ISO 27001 risk assessments start from $5,500+. Pricing depends on ISMS scope, business units in scope, Annex A coverage depth, and audit timeline.

soa-excerpt.yaml
# Statement of Applicability — excerpt

A.5.1 Policies for information security A.5.1 MAPPED
A.5.9 Inventory of information and assets A.5.9 MAPPED
A.5.23 Information security for cloud services A.5.23 GAP
A.8.8 Management of technical vulnerabilities A.8.8 GAP
A.8.16 Monitoring activities A.8.16 GAP
A.8.24 Use of cryptography A.8.24 MAPPED
A.8.29 Security testing in development A.8.29 MAPPED
A.5.30 ICT readiness for continuity A.5.30 MAPPED

What Your Auditor Checks at Stage 1 vs. Stage 2

Stage 1 is a documentation review. The auditor confirms your ISMS scope statement (clause 4.3) matches what you’re actually certifying, that your risk methodology defines consistent likelihood and impact criteria, that the risk register applies that methodology, and that your Statement of Applicability gives a justification for every one of the 93 Annex A 2022 controls, including the ones you’ve excluded. A vague exclusion (“not applicable”) without a documented rationale is one of the most common Stage 1 findings.

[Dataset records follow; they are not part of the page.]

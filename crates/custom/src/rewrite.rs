//! Text-level edits of Android resources and sources
//!
//! The template files are small and machine-written, so edits are made with
//! targeted regular expressions that leave the rest of each file, comments
//! and formatting included, byte for byte as it was.

use kiwix_core::error::{Error, Result};
use regex::{Captures, Regex};
use serde_json::{Map, Value};
use std::path::Path;

const STRING_ELEMENT: &str = r"(?s)(<string\b[^>]*>)(.*?)(</string\s*>)";

fn opening_tag(element: &str) -> String {
    format!(r"<{}\b[^>]*>", regex::escape(element))
}

fn attribute(name: &str) -> String {
    format!(r#"(\s{}\s*=\s*)"([^"]*)""#, regex::escape(name))
}

/// Escape text for use as XML character data
pub fn escape_text(text: &str) -> String {
    text.replace('&', "&amp;")
        .replace('<', "&lt;")
        .replace('>', "&gt;")
}

/// Escape text for use inside a double-quoted XML attribute
pub fn escape_attribute(text: &str) -> String {
    escape_text(text).replace('"', "&quot;")
}

/// Value of attribute `name` inside one opening tag
pub fn attr_value(tag: &str, name: &str) -> Result<Option<String>> {
    let re = Regex::new(&attribute(name))?;
    Ok(re.captures(tag).map(|c| c[2].to_string()))
}

/// Set (or add) attributes on one opening tag
fn set_in_tag(tag: &str, attrs: &[(&str, &str)]) -> Result<String> {
    let mut tag = tag.to_string();
    for (name, value) in attrs {
        let value = escape_attribute(value);
        let re = Regex::new(&attribute(name))?;
        if re.is_match(&tag) {
            tag = re
                .replace(&tag, |c: &Captures| format!("{}\"{}\"", &c[1], value))
                .into_owned();
        } else {
            let end = if tag.ends_with("/>") {
                tag.len() - 2
            } else {
                tag.len() - 1
            };
            let body = &tag[..end];
            let head = body.trim_end();
            let gap = &body[head.len()..];
            tag = format!("{} {}=\"{}\"{}{}", head, name, value, gap, &tag[end..]);
        }
    }
    Ok(tag)
}

/// Replace `from` with `to` in the text of every `<string>` element
///
/// `to` is plain text and gets escaped.
pub fn replace_in_strings(xml: &str, from: &str, to: &str) -> Result<String> {
    let re = Regex::new(STRING_ELEMENT)?;
    let to = escape_text(to);
    Ok(re
        .replace_all(xml, |c: &Captures| {
            format!("{}{}{}", &c[1], c[2].replace(from, &to), &c[3])
        })
        .into_owned())
}

/// Set attributes on `element` tags, restricted to those whose `key`
/// attribute equals the given value when a filter is passed
///
/// Returns the edited text and how many tags changed.
pub fn set_attributes(
    xml: &str,
    element: &str,
    filter: Option<(&str, &str)>,
    attrs: &[(&str, &str)],
) -> Result<(String, usize)> {
    let re = Regex::new(&opening_tag(element))?;
    let mut out = String::with_capacity(xml.len());
    let mut last = 0;
    let mut count = 0;
    for m in re.find_iter(xml) {
        let tag = m.as_str();
        let selected = match filter {
            Some((key, expected)) => attr_value(tag, key)?.as_deref() == Some(expected),
            None => true,
        };
        out.push_str(&xml[last..m.start()]);
        if selected {
            out.push_str(&set_in_tag(tag, attrs)?);
            count += 1;
        } else {
            out.push_str(tag);
        }
        last = m.end();
    }
    out.push_str(&xml[last..]);
    Ok((out, count))
}

/// Rename elements called `from` (opening and closing tags)
pub fn rename_elements(xml: &str, from: &str, to: &str) -> Result<(String, usize)> {
    let re = Regex::new(&format!(r"(</?){}([\s/>])", regex::escape(from)))?;
    let count = re.find_iter(xml).count();
    let renamed = re.replace_all(xml, |c: &Captures| format!("{}{}{}", &c[1], to, &c[2]));
    Ok((renamed.into_owned(), count))
}

/// Remove `element` nodes (self-closing or with content) for which `remove`
/// returns true, along with their indentation and line break
pub fn remove_elements<F>(xml: &str, element: &str, remove: F) -> Result<(String, usize)>
where
    F: Fn(&str) -> Result<bool>,
{
    let name = regex::escape(element);
    let re = Regex::new(&format!(
        r"(?s)[ \t]*<{name}\b[^>]*?(?:/>|>.*?</{name}\s*>)[ \t]*(?:\r?\n)?"
    ))?;
    let mut out = String::with_capacity(xml.len());
    let mut last = 0;
    let mut count = 0;
    for m in re.find_iter(xml) {
        out.push_str(&xml[last..m.start()]);
        if remove(m.as_str())? {
            count += 1;
        } else {
            out.push_str(m.as_str());
        }
        last = m.end();
    }
    out.push_str(&xml[last..]);
    Ok((out, count))
}

/// Drop intent filters that declare a `*.VIEW` action
pub fn remove_view_intent_filters(xml: &str) -> Result<(String, usize)> {
    let action = Regex::new(&opening_tag("action"))?;
    remove_elements(xml, "intent-filter", |block| {
        for tag in action.find_iter(block) {
            if let Some(name) = attr_value(tag.as_str(), "android:name")? {
                if name.ends_with(".VIEW") {
                    return Ok(true);
                }
            }
        }
        Ok(false)
    })
}

/// Drop `<uses-permission>` entries for the given short permission names
pub fn remove_permissions(xml: &str, permissions: &[String]) -> Result<(String, usize)> {
    let names: Vec<String> = permissions
        .iter()
        .map(|p| format!("android.permission.{}", p))
        .collect();
    remove_elements(xml, "uses-permission", |node| {
        let tag_end = node.find('>').map_or(node.len(), |i| i + 1);
        Ok(attr_value(&node[..tag_end], "android:name")?
            .is_some_and(|name| names.contains(&name)))
    })
}

/// Uncomment lines containing `needle`
///
/// Such lines are re-indented by four spaces with a leading `//` removed.
pub fn uncomment_lines(text: &str, needle: &str) -> (String, usize) {
    let mut count = 0;
    let lines: Vec<String> = text
        .lines()
        .map(|line| {
            if !line.contains(needle) {
                return line.to_string();
            }
            count += 1;
            let trimmed = line.trim();
            let code = trimmed.strip_prefix("//").unwrap_or(trimmed).trim();
            format!("    {}", code)
        })
        .collect();
    let mut out = lines.join("\n");
    if text.ends_with('\n') {
        out.push('\n');
    }
    (out, count)
}

/// Text substituted for a descriptor value in templates
pub fn placeholder_text(value: &Value) -> String {
    match value {
        Value::Null => String::new(),
        Value::Bool(b) => b.to_string(),
        Value::String(s) => s.clone(),
        other => other.to_string(),
    }
}

/// Replace every `~key~` whose key is a field of `fields`
pub fn substitute_placeholders(template: &str, fields: &Map<String, Value>) -> String {
    fields.iter().fold(template.to_string(), |text, (key, value)| {
        text.replace(&format!("~{}~", key), &placeholder_text(value))
    })
}

/// Read `path`, apply `edit` and write the result back if it changed
pub fn edit_file<F>(path: &Path, edit: F) -> Result<bool>
where
    F: FnOnce(&str) -> Result<String>,
{
    let original = std::fs::read_to_string(path)
        .map_err(|e| Error::from(e).with_context(format!("reading {}", path.display())))?;
    let edited = edit(&original)?;
    if edited == original {
        return Ok(false);
    }
    std::fs::write(path, edited)?;
    Ok(true)
}

#[cfg(test)]
mod tests {
    use super::*;

    const MANIFEST: &str = r#"<manifest xmlns:android="http://schemas.android.com/apk/res/android"
    package="org.kiwix.kiwixmobile"
    android:versionCode="1"
    android:versionName="1.0">
    <uses-permission android:name="android.permission.INTERNET" />
    <uses-permission android:name="android.permission.WRITE_EXTERNAL_STORAGE" />
    <application>
        <activity android:name=".KiwixMobileActivity">
            <intent-filter>
                <action android:name="android.intent.action.MAIN" />
            </intent-filter>
            <intent-filter>
                <action android:name="android.intent.action.VIEW" />
                <data android:scheme="file" />
            </intent-filter>
        </activity>
    </application>
</manifest>
"#;

    #[test]
    fn test_branding_strings() {
        let xml = "<resources>\n  <string name=\"app_name\">Kiwix</string>\n  <!-- Kiwix -->\n  <string name=\"about\">About Kiwix</string>\n</resources>";
        let out = replace_in_strings(xml, "Kiwix", "Wikivoyage").unwrap();
        assert!(out.contains(">Wikivoyage</string>"));
        assert!(out.contains(">About Wikivoyage</string>"));
        assert!(out.contains("<!-- Kiwix -->"));
    }

    #[test]
    fn test_branding_name_is_escaped() {
        let xml = r#"<resources><string name="app_name">Kiwix</string></resources>"#;
        let out = replace_in_strings(xml, "Kiwix", "Tom & Jerry <3").unwrap();
        assert_eq!(
            out,
            r#"<resources><string name="app_name">Tom &amp; Jerry &lt;3</string></resources>"#
        );
    }

    #[test]
    fn test_attribute_values_are_escaped() {
        let xml = r#"<manifest package="a" android:versionName="1.0">"#;
        let (out, _) = set_attributes(
            xml,
            "manifest",
            None,
            &[
                ("android:versionName", r#"1.0 "beta""#),
                ("android:label", "R&D <x>"),
            ],
        )
        .unwrap();
        assert!(out.contains(r#"android:versionName="1.0 &quot;beta&quot;""#));
        assert!(out.contains(r#"android:label="R&amp;D &lt;x&gt;""#));
        assert_eq!(
            attr_value(&out, "android:versionName").unwrap().as_deref(),
            Some("1.0 &quot;beta&quot;")
        );
    }

    #[test]
    fn test_menu_item_hidden() {
        let xml = r#"<menu>
    <item android:id="@+id/menu_openfile" android:showAsAction="always" />
    <item android:id="@+id/menu_search"/>
</menu>"#;
        let (out, count) = set_attributes(
            xml,
            "item",
            Some(("android:id", "@+id/menu_openfile")),
            &[("android:showAsAction", "never"), ("android:visible", "false")],
        )
        .unwrap();
        assert_eq!(count, 1);
        assert!(out.contains(
            r#"<item android:id="@+id/menu_openfile" android:showAsAction="never" android:visible="false" />"#
        ));
        assert!(out.contains(r#"<item android:id="@+id/menu_search"/>"#));
    }

    #[test]
    fn test_manifest_edits() {
        let (out, _) = set_attributes(
            MANIFEST,
            "manifest",
            None,
            &[
                ("package", "org.demo.app"),
                ("android:versionCode", "5"),
                ("android:versionName", "1.0"),
            ],
        )
        .unwrap();
        assert!(out.contains(r#"package="org.demo.app""#));
        assert!(out.contains(r#"android:versionCode="5""#));

        let (out, filters) = remove_view_intent_filters(&out).unwrap();
        assert_eq!(filters, 1);
        assert!(out.contains("action.MAIN"));
        assert!(!out.contains("action.VIEW"));
        assert!(!out.contains("android:scheme"));

        let (out, perms) = remove_permissions(&out, &["INTERNET".to_string()]).unwrap();
        assert_eq!(perms, 1);
        assert!(!out.contains("permission.INTERNET"));
        assert!(out.contains("permission.WRITE_EXTERNAL_STORAGE"));
        assert!(out.contains("    <application>"));
    }

    #[test]
    fn test_rename_elements() {
        let xml = r#"<PreferenceScreen>
    <org.kiwix.kiwixmobile.views.SliderPreference android:key="zoom"/>
    <org.kiwix.kiwixmobile.views.SliderPreferenceX>
    </org.kiwix.kiwixmobile.views.SliderPreferenceX>
</PreferenceScreen>"#;
        let (out, count) = rename_elements(
            xml,
            "org.kiwix.kiwixmobile.views.SliderPreference",
            "org.demo.app.views.SliderPreference",
        )
        .unwrap();
        assert_eq!(count, 1);
        assert!(out.contains("<org.demo.app.views.SliderPreference android:key"));
        assert!(out.contains("<org.kiwix.kiwixmobile.views.SliderPreferenceX>"));
    }

    #[test]
    fn test_uncomment_gradle_line() {
        let gradle = "dependencies {\n  //compile files('content-libs.jar')\n  compile 'x'\n}\n";
        let (out, count) = uncomment_lines(gradle, "content-libs.jar");
        assert_eq!(count, 1);
        assert_eq!(
            out,
            "dependencies {\n    compile files('content-libs.jar')\n  compile 'x'\n}\n"
        );
    }

    #[test]
    fn test_placeholders() {
        let mut fields = Map::new();
        fields.insert("app_name".into(), Value::String("Demo".into()));
        fields.insert("embed_zim".into(), Value::Bool(true));
        fields.insert("enforced_lang".into(), Value::Null);
        fields.insert("zim_size".into(), Value::from(42u64));
        let out = substitute_placeholders(
            "name=~app_name~ embed=~embed_zim~ lang=\"~enforced_lang~\" size=~zim_size~ ~other~",
            &fields,
        );
        assert_eq!(out, "name=Demo embed=true lang=\"\" size=42 ~other~");
    }
}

Stage 2 is where it gets harder. The auditor samples evidence that the controls in your SoA are actually operating, not just written down. For technical controls under clause A.8, vulnerability management (8.8), monitoring activities (8.16), security testing in development (8.29), that means they’ll ask: where’s the evidence this control is functioning? A risk register entry that says “external attacker exploits a web application vulnerability, likelihood: medium” needs something behind it. If the answer is “we haven’t tested that,” it’s a finding.

Our risk assessment is built with Stage 2 in mind from the start, not patched up after a Stage 1 pass.

Why a Vulnerability Scanner Doesn’t Satisfy Annex A 8.8

Annex A 8.8 requires that information about technical vulnerabilities be obtained in a timely manner, that the organization’s exposure to those vulnerabilities be evaluated, and that appropriate measures be taken. A lot of organizations run an automated scan, attach the PDF to their risk register, and treat 8.8 as closed. Increasingly, auditors don’t accept that, and for good reason.

A scanner flags what’s potentially exploitable based on version banners and known CVEs. It doesn’t chain findings together, doesn’t test business logic, and produces a list of CVSS scores that have nothing to do with your actual environment. The “exposure evaluated” requirement in 8.8 implies someone determined whether a vulnerability is actually reachable and exploitable in context, which is exactly what a scan output can’t tell you.

A manual-led penetration test, run by certified testers against your in-scope systems, gives the risk register real likelihood and impact data instead of a vendor’s severity rating. It’s also the evidence your SoA points to for 8.8, 8.16, and 8.29, and it’s the artifact most auditors expect to see referenced when those controls are marked applicable. If your ISMS scope includes externally facing infrastructure, this is usually the single highest-value addition to a risk assessment engagement.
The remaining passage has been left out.